» **Exercise prompt**: After reading the data below, copy out every line that contains the word "PositionOutOfRange".

» **Entries shown**:
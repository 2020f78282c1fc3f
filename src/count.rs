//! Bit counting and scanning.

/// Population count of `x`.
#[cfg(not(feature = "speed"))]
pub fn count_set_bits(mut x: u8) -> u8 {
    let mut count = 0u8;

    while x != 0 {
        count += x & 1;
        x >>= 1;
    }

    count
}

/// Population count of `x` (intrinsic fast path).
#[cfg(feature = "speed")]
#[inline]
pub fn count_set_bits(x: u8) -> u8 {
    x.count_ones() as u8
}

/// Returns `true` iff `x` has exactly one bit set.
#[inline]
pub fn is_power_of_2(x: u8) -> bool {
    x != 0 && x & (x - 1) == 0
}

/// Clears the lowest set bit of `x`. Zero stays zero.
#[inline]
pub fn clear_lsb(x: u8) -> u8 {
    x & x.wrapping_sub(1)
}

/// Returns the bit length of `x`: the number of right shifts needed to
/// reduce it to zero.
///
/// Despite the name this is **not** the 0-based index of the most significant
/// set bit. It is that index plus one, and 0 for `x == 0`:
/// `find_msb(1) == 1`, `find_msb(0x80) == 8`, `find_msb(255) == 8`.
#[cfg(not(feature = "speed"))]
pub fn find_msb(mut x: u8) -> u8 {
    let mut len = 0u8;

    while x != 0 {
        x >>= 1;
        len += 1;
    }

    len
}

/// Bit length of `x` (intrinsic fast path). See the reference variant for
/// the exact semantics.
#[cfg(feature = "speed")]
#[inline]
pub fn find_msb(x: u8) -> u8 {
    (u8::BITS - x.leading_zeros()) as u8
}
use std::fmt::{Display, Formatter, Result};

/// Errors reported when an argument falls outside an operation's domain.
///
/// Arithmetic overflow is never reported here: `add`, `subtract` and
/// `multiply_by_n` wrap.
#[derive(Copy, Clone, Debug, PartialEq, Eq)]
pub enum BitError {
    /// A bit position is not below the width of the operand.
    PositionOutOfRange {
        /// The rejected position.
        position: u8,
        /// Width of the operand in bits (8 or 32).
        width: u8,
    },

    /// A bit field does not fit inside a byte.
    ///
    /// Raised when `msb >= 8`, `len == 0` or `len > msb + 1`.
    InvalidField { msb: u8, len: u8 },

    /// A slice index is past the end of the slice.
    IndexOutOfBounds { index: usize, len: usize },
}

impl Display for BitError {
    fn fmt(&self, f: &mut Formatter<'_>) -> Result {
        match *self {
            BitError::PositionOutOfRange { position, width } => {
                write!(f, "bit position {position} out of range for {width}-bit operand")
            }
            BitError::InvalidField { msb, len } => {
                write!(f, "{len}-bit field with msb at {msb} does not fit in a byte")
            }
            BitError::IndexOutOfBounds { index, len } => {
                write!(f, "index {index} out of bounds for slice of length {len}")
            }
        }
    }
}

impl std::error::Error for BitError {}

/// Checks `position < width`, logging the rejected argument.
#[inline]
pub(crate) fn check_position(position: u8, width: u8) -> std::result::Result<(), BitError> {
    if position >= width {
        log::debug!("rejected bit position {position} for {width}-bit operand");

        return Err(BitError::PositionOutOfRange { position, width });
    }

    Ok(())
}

* * *

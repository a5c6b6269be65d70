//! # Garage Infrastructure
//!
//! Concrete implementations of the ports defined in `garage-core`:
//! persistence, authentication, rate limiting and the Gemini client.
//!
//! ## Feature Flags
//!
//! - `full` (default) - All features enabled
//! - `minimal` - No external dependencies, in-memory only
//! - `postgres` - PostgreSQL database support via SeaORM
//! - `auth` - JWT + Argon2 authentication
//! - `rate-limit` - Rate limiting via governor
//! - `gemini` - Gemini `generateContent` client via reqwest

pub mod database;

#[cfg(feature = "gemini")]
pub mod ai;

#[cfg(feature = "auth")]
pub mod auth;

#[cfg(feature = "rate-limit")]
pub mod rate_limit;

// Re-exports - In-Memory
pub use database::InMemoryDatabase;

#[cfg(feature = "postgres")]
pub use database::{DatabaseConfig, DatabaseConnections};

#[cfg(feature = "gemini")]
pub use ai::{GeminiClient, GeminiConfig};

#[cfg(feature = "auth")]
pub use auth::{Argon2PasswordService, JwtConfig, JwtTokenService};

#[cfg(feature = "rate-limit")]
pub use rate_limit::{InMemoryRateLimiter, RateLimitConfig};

» **Written solution**:
    PositionOutOfRange {
            BitError::PositionOutOfRange { position, width } => {
        return Err(BitError::PositionOutOfRange { position, width });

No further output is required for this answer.